Your answer is a copy of every line in the records where "WaitQueue" appears.
[Source data — start]
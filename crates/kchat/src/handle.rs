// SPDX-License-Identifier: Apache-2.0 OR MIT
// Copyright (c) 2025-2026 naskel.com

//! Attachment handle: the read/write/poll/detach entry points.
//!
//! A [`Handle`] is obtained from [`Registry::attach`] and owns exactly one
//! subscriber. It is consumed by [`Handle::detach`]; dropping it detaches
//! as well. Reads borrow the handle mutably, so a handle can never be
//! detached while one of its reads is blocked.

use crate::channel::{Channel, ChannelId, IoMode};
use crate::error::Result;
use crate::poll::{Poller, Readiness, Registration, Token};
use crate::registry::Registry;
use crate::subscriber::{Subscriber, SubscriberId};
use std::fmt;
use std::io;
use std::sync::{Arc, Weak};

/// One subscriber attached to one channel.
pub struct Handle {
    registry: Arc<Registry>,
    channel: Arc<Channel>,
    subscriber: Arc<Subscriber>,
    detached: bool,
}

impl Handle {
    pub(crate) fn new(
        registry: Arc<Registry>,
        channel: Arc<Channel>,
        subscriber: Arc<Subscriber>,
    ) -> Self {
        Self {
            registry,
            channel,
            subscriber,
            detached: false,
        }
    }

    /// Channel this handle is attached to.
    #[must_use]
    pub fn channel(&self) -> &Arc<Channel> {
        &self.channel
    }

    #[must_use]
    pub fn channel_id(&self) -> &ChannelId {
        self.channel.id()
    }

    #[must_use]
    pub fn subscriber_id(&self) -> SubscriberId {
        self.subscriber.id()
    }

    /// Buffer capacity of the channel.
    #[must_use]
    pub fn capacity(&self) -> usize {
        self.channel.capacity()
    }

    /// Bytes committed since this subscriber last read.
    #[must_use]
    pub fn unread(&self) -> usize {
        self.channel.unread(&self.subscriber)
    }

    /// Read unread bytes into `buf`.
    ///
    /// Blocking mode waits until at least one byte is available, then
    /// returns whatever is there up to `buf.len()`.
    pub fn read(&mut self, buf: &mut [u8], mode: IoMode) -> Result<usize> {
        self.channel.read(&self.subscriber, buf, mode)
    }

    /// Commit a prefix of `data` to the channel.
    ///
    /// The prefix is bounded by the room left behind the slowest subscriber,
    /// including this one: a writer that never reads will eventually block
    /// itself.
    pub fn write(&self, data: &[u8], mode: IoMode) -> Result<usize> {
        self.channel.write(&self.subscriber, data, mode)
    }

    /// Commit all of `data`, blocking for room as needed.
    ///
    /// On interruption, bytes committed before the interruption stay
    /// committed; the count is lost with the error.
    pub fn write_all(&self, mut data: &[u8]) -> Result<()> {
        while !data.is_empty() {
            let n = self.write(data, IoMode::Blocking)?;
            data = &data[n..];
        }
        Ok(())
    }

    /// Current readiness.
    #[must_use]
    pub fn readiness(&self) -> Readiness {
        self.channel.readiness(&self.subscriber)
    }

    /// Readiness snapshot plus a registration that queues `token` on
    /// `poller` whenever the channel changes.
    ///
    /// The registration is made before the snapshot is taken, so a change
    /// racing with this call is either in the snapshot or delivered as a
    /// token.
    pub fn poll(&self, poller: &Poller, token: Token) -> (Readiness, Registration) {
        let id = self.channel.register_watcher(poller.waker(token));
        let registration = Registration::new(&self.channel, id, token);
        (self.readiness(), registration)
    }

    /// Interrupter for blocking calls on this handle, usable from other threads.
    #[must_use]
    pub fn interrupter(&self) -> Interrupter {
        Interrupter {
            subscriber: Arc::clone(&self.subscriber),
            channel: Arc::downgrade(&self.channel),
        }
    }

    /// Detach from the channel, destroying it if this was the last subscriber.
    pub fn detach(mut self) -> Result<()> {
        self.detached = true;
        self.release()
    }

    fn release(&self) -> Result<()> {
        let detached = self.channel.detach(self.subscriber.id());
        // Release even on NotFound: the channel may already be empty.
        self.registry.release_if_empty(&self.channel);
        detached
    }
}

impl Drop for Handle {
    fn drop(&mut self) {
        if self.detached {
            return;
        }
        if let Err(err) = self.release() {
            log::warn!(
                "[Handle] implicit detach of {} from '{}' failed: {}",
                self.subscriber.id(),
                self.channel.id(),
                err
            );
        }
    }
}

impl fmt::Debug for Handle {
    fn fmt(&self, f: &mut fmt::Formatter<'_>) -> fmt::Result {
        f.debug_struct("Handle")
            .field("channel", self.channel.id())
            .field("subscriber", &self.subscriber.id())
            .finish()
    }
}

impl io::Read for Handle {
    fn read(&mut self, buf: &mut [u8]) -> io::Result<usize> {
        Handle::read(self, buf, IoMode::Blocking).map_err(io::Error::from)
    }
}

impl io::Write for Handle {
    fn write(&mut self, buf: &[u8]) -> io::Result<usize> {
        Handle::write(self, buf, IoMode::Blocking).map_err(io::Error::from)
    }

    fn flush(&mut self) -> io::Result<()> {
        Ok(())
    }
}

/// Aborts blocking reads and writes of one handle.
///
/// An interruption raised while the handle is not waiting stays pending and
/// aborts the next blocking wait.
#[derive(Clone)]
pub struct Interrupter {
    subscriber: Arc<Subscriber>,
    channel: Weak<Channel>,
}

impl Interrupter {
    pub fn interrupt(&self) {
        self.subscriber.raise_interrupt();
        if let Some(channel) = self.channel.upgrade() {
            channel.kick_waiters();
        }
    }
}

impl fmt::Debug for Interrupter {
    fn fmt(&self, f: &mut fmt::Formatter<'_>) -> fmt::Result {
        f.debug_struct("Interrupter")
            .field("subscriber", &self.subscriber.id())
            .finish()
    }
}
[Source data — finish]
[Source data — start]
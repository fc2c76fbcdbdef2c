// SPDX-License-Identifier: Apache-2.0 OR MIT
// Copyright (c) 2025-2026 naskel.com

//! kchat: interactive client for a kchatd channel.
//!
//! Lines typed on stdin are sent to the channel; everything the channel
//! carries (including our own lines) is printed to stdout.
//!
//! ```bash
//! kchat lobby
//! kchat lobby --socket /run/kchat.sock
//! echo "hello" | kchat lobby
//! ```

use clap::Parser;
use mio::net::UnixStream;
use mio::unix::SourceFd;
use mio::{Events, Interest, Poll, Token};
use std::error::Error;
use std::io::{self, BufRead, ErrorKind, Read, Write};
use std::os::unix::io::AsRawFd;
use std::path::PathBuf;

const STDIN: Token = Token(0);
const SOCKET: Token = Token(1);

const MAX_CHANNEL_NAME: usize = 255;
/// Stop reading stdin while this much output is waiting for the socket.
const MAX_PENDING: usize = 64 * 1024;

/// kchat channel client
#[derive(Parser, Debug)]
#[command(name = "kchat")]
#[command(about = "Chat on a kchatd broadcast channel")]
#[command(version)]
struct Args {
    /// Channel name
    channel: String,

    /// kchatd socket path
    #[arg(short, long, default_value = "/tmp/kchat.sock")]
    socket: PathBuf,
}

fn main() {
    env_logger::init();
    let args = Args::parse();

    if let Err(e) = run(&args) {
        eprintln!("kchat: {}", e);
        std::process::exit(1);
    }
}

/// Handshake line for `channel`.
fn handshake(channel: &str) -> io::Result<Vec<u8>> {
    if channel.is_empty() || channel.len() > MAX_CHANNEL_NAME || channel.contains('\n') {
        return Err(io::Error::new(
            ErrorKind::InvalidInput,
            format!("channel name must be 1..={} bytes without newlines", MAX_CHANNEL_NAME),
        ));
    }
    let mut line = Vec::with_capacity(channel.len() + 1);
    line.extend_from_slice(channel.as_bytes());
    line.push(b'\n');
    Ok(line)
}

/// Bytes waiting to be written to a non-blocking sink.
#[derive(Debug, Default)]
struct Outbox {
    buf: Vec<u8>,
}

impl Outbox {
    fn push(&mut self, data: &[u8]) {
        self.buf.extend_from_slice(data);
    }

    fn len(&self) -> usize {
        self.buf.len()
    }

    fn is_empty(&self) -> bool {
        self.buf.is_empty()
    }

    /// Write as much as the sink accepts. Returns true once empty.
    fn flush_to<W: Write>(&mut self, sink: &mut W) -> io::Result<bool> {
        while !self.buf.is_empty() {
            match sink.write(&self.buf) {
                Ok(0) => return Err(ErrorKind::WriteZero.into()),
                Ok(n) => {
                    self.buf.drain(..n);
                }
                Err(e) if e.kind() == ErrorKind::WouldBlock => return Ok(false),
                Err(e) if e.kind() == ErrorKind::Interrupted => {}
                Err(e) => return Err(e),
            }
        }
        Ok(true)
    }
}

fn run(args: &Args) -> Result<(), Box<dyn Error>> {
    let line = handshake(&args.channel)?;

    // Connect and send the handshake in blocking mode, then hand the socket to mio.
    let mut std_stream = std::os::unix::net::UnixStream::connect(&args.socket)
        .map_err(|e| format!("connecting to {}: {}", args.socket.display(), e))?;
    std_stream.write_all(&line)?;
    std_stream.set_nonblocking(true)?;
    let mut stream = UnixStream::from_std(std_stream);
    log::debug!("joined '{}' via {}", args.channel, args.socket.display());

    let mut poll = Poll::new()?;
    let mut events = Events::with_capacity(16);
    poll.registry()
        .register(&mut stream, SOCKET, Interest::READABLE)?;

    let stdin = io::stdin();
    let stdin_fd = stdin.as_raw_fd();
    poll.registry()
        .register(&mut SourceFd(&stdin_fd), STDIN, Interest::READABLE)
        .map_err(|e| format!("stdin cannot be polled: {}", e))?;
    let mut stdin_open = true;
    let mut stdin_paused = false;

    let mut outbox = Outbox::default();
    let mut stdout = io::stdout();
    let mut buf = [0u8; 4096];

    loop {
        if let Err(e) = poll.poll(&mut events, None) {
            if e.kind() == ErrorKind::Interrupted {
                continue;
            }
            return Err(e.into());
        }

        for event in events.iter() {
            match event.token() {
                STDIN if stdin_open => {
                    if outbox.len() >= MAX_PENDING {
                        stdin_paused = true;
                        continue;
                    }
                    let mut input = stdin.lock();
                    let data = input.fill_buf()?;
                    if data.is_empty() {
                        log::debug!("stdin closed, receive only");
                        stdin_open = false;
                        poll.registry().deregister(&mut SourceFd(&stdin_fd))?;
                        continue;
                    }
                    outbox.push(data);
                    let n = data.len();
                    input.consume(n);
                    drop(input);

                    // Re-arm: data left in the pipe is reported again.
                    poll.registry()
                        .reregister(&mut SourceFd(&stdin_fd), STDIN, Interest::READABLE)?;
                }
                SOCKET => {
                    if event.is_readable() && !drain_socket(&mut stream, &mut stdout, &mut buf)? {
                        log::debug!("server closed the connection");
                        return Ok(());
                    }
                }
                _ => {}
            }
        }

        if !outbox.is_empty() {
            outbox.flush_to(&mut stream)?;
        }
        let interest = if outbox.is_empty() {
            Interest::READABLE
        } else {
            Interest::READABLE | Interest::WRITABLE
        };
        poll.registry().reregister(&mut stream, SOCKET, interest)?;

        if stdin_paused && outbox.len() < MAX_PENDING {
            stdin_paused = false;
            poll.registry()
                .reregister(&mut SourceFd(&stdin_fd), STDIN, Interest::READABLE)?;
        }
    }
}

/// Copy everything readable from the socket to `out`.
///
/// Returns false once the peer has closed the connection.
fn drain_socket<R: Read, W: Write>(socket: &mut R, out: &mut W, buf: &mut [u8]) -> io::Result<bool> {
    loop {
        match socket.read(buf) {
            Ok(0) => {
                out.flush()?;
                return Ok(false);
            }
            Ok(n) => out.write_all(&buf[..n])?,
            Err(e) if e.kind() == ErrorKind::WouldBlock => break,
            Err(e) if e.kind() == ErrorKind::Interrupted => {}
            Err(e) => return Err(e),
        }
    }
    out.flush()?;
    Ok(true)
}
[Source data — finish]
[Source data — start]
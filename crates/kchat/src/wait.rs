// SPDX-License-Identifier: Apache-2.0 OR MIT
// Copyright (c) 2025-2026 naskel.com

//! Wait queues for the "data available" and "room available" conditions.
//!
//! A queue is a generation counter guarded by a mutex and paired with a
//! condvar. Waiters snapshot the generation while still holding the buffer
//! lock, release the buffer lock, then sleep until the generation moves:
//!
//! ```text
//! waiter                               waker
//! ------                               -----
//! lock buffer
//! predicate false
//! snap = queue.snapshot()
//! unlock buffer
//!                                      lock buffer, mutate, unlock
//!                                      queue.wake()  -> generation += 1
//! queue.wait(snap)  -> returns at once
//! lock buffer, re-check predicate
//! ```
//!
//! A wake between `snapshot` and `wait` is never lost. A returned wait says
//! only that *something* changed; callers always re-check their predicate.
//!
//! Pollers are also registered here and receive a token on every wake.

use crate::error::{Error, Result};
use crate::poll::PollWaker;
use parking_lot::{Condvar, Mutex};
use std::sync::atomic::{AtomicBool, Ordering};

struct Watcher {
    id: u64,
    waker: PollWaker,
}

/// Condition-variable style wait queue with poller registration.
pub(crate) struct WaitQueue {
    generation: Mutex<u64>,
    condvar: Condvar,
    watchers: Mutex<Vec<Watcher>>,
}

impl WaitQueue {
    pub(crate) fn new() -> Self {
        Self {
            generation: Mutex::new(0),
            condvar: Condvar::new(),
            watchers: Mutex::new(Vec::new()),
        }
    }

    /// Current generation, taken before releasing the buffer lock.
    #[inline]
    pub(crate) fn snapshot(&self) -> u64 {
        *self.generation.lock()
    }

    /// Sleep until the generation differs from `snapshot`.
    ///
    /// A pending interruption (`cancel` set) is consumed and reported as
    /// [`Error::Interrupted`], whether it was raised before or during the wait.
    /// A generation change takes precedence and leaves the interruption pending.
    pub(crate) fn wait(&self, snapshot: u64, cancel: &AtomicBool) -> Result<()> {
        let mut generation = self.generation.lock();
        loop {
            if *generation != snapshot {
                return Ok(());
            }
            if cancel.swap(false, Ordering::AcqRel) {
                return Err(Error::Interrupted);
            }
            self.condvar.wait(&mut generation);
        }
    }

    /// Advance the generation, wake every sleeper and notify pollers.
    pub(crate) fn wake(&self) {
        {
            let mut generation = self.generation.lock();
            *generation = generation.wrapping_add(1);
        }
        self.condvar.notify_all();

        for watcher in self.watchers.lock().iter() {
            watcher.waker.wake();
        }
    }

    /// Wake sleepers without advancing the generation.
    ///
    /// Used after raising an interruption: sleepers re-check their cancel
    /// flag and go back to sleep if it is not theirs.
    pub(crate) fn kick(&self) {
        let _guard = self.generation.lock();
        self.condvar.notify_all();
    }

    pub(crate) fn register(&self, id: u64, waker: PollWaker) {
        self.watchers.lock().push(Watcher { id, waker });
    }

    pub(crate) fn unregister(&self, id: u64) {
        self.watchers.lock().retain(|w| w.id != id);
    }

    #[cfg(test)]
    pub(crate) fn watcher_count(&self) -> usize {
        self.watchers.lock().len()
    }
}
[Source data — finish]
▶ Finished exercise:
pub(crate) struct WaitQueue {
impl WaitQueue {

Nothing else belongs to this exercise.